## WORK TO BE COMPLETED
With the line that contains "if let Some(record)" as the final line, return every line from the start of the data below exactly.

┌─ DATA PROVIDED

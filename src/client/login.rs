//! Admin token acquisition with caching, preemptive refresh, and singleflight guards.
//!
//! [`KeycloakClient::access_token`] hands out the cached token while it is active
//! and outside its preemptive window (`min(10s, lifetime / 2)`). Otherwise the
//! caller takes the login guard, re-checks the cache (another caller may have
//! refreshed in the meantime), and runs [`KeycloakClient::refresh`]. Refreshing
//! prefers the refresh token and falls back to a full login when Keycloak rejects
//! it with `invalid_grant` or when no refresh token is cached.

// self
use crate::{
	_prelude::*,
	auth::{TokenRecord, TokenSecret},
	client::KeycloakClient,
	config::Credentials,
	error::ConfigError,
	obs::{self, RequestKind, RequestOutcome, RequestSpan},
	oauth::TokenFacade,
};

impl KeycloakClient {
	/// Returns a bearer token that is valid for the next admin request.
	pub async fn access_token(&self) -> Result<TokenSecret> {
		if let Credentials::AccessToken { token } = &self.config.credentials {
			return Ok(token.clone());
		}
		if let Some(token) = self.fresh_token(OffsetDateTime::now_utc()) {
			return Ok(token);
		}

		let _singleflight = self.login_guard.lock().await;

		if let Some(token) = self.fresh_token(OffsetDateTime::now_utc()) {
			return Ok(token);
		}

		Ok(self.refresh_locked().await?.access_token)
	}

	/// Runs the configured grant and caches the resulting token.
	pub async fn login(&self) -> Result<TokenRecord> {
		let _singleflight = self.login_guard.lock().await;

		self.login_locked().await
	}

	/// Refreshes the cached token, falling back to [`KeycloakClient::login`] when needed.
	pub async fn refresh(&self) -> Result<TokenRecord> {
		let _singleflight = self.login_guard.lock().await;

		self.refresh_locked().await
	}

	/// Marks the cached access token as unusable; the refresh token stays available.
	pub fn invalidate_token(&self) {
		if let Some(record) = self.token.write().as_mut() {
			record.revoke(OffsetDateTime::now_utc());
		}
	}

	pub(crate) fn has_static_token(&self) -> bool {
		matches!(self.config.credentials, Credentials::AccessToken { .. })
	}

	fn fresh_token(&self, now: OffsetDateTime) -> Option<TokenSecret> {
		self.token
			.read()
			.as_ref()
			.filter(|record| !record.should_refresh_at(now))
			.map(|record| record.access_token.clone())
	}

	async fn login_locked(&self) -> Result<TokenRecord> {
		const KIND: RequestKind = RequestKind::Login;

		let span = RequestSpan::new(KIND, "login");

		obs::record_request_outcome(KIND, RequestOutcome::Attempt);

		let result: Result<TokenRecord> = span
			.instrument(async {
				let facade = self.facade()?;
				let record = match &self.config.credentials {
					Credentials::Password { username, password, .. } =>
						facade.exchange_password(username, password).await?,
					_ => facade.exchange_client_credentials().await?,
				};

				self.metrics.record_login();
				*self.token.write() = Some(record.clone());

				Ok(record)
			})
			.await;

		obs::record_result(KIND, &result);

		result
	}

	async fn refresh_locked(&self) -> Result<TokenRecord> {
		const KIND: RequestKind = RequestKind::Refresh;

		let cached = self
			.token
			.read()
			.as_ref()
			.filter(|record| record.can_refresh())
			.and_then(|record| record.refresh_token.clone());
		let Some(refresh_token) = cached else {
			return self.login_locked().await;
		};
		let span = RequestSpan::new(KIND, "refresh");

		obs::record_request_outcome(KIND, RequestOutcome::Attempt);

		let result = span.instrument(self.facade()?.refresh_token(&refresh_token)).await;

		obs::record_result(KIND, &result);

		match result {
			Ok(record) => {
				self.metrics.record_refresh();
				*self.token.write() = Some(record.clone());

				Ok(record)
			},
			Err(Error::InvalidGrant { .. }) => {
				#[cfg(feature = "tracing")]
				tracing::debug!("Refresh token rejected; logging in again.");

				self.login_locked().await
			},
			Err(err) => Err(err),
		}
	}

	fn facade(&self) -> Result<&TokenFacade> {
		self.facade.as_ref().ok_or_else(|| {
			Error::from(ConfigError::Client(crate::config::ClientConfigError::MissingCredentials))
		})
	}
}
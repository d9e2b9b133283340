//! Keycloak admin API adapters.
//!
//! Each module pairs a wire struct with the CRUD calls that move it over the
//! admin REST API. Keystores travel as generic [`component::Component`]s and
//! protocol mappers as generic [`protocol_mapper::ProtocolMapper`]s; the
//! remaining adapters serialize their own representation directly.

pub mod component;
pub mod group;
pub mod identity_provider;
pub mod openid_client_authorization_role_policy;
pub mod openid_script_protocol_mapper;
pub mod organization;
pub mod protocol_mapper;
pub mod realm_keystore_rsa_enc_generated;
pub mod saml_hardcoded_attribute_protocol_mapper;
pub mod saml_user_session_note_protocol_mapper;

pub use component::*;
pub use group::*;
pub use identity_provider::*;
pub use openid_client_authorization_role_policy::*;
pub use openid_script_protocol_mapper::*;
pub use organization::*;
pub use protocol_mapper::*;
pub use realm_keystore_rsa_enc_generated::*;
pub use saml_hardcoded_attribute_protocol_mapper::*;
pub use saml_user_session_note_protocol_mapper::*;
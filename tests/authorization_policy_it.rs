// crates.io
use httpmock::prelude::*;
use serde_json::{Value, json};
// self
use terraform_provider_keycloak::{
	_preludet::*,
	api::{OpenidClientAuthorizationRole, OpenidClientAuthorizationRolePolicy},
};

const TOKEN_PATH: &str = "/realms/master/protocol/openid-connect/token";
const POLICIES_PATH: &str = "/admin/realms/test/clients/rs/authz/resource-server/policy";

async fn mock_login(server: &MockServer) {
	server
		.mock_async(|when, then| {
			when.method(POST).path(TOKEN_PATH);
			then.status(200)
				.header("content-type", "application/json")
				.body(
					"{\"access_token\":\"access-authz\",\"refresh_token\":\"refresh-authz\",\"token_type\":\"bearer\",\"expires_in\":300}",
				);
		})
		.await;
}

fn policy_body() -> Value {
	json!({
		"id": "p1",
		"name": "admins",
		"type": "role",
		"logic": "POSITIVE",
		"decisionStrategy": "UNANIMOUS",
		"roles": [{ "id": "r1", "required": true }]
	})
}

fn policy() -> OpenidClientAuthorizationRolePolicy {
	OpenidClientAuthorizationRolePolicy {
		realm_id: "test".into(),
		resource_server_id: "rs".into(),
		name: "admins".into(),
		policy_type: "role".into(),
		roles: vec![OpenidClientAuthorizationRole { id: "r1".into(), required: true }],
		..Default::default()
	}
}

#[tokio::test]
async fn create_reads_the_id_from_the_response_body() {
	let server = MockServer::start_async().await;

	mock_login(&server).await;

	let created = server
		.mock_async(|when, then| {
			when.method(POST)
				.path(format!("{POLICIES_PATH}/role"))
				.body_includes("\"type\":\"role\"")
				.body_includes("\"roles\":[{\"id\":\"r1\",\"required\":true}]");
			then.status(201).json_body(policy_body());
		})
		.await;
	let client = build_test_client(&server.base_url());
	let mut policy = policy();

	client
		.new_openid_client_authorization_role_policy(&mut policy)
		.await
		.expect("Policy should be created.");

	created.assert_async().await;

	assert_eq!(policy.id, "p1");

	let fetched = server
		.mock_async(|when, then| {
			when.method(GET).path(format!("{POLICIES_PATH}/role/p1"));
			then.status(200).json_body(policy_body());
		})
		.await;
	let read = client
		.get_openid_client_authorization_role_policy("test", "rs", "p1")
		.await
		.expect("Policy should be readable.");

	fetched.assert_async().await;

	assert_eq!(read.resource_server_id, "rs");
	assert_eq!(read.decision_strategy, "UNANIMOUS");
}

#[tokio::test]
async fn update_and_delete_use_their_own_paths() {
	let server = MockServer::start_async().await;

	mock_login(&server).await;

	let updated = server
		.mock_async(|when, then| {
			when.method(PUT)
				.path(format!("{POLICIES_PATH}/role/p1"))
				.body_includes("\"id\":\"p1\"");
			then.status(201);
		})
		.await;
	let deleted = server
		.mock_async(|when, then| {
			when.method(DELETE).path(format!("{POLICIES_PATH}/p1"));
			then.status(204);
		})
		.await;
	let client = build_test_client(&server.base_url());
	let policy = OpenidClientAuthorizationRolePolicy { id: "p1".into(), ..policy() };

	client
		.update_openid_client_authorization_role_policy(&policy)
		.await
		.expect("Policy should be updated.");
	client
		.delete_openid_client_authorization_role_policy("test", "rs", "p1")
		.await
		.expect("Policy should be deleted.");

	updated.assert_async().await;
	deleted.assert_async().await;
}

└─

## ANSWER SECTION
filename src/client/login.rs
//! Admin token acquisition with caching, preemptive refresh, and singleflight guards.
//!
//! [`KeycloakClient::access_token`] hands out the cached token while it is active
//! and outside its preemptive window (`min(10s, lifetime / 2)`). Otherwise the
//! caller takes the login guard, re-checks the cache (another caller may have
//! refreshed in the meantime), and runs [`KeycloakClient::refresh`]. Refreshing
//! prefers the refresh token and falls back to a full login when Keycloak rejects
//! it with `invalid_grant` or when no refresh token is cached.

// self
use crate::{
	_prelude::*,
	auth::{TokenRecord, TokenSecret},
	client::KeycloakClient,
	config::Credentials,
	error::ConfigError,
	obs::{self, RequestKind, RequestOutcome, RequestSpan},
	oauth::TokenFacade,
};

impl KeycloakClient {
	/// Returns a bearer token that is valid for the next admin request.
	pub async fn access_token(&self) -> Result<TokenSecret> {
		if let Credentials::AccessToken { token } = &self.config.credentials {
			return Ok(token.clone());
		}
		if let Some(token) = self.fresh_token(OffsetDateTime::now_utc()) {
			return Ok(token);
		}

		let _singleflight = self.login_guard.lock().await;

		if let Some(token) = self.fresh_token(OffsetDateTime::now_utc()) {
			return Ok(token);
		}

		Ok(self.refresh_locked().await?.access_token)
	}

	/// Runs the configured grant and caches the resulting token.
	pub async fn login(&self) -> Result<TokenRecord> {
		let _singleflight = self.login_guard.lock().await;

		self.login_locked().await
	}

	/// Refreshes the cached token, falling back to [`KeycloakClient::login`] when needed.
	pub async fn refresh(&self) -> Result<TokenRecord> {
		let _singleflight = self.login_guard.lock().await;

		self.refresh_locked().await
	}

	/// Marks the cached access token as unusable; the refresh token stays available.
	pub fn invalidate_token(&self) {
		if let Some(record) = self.token.write().as_mut() {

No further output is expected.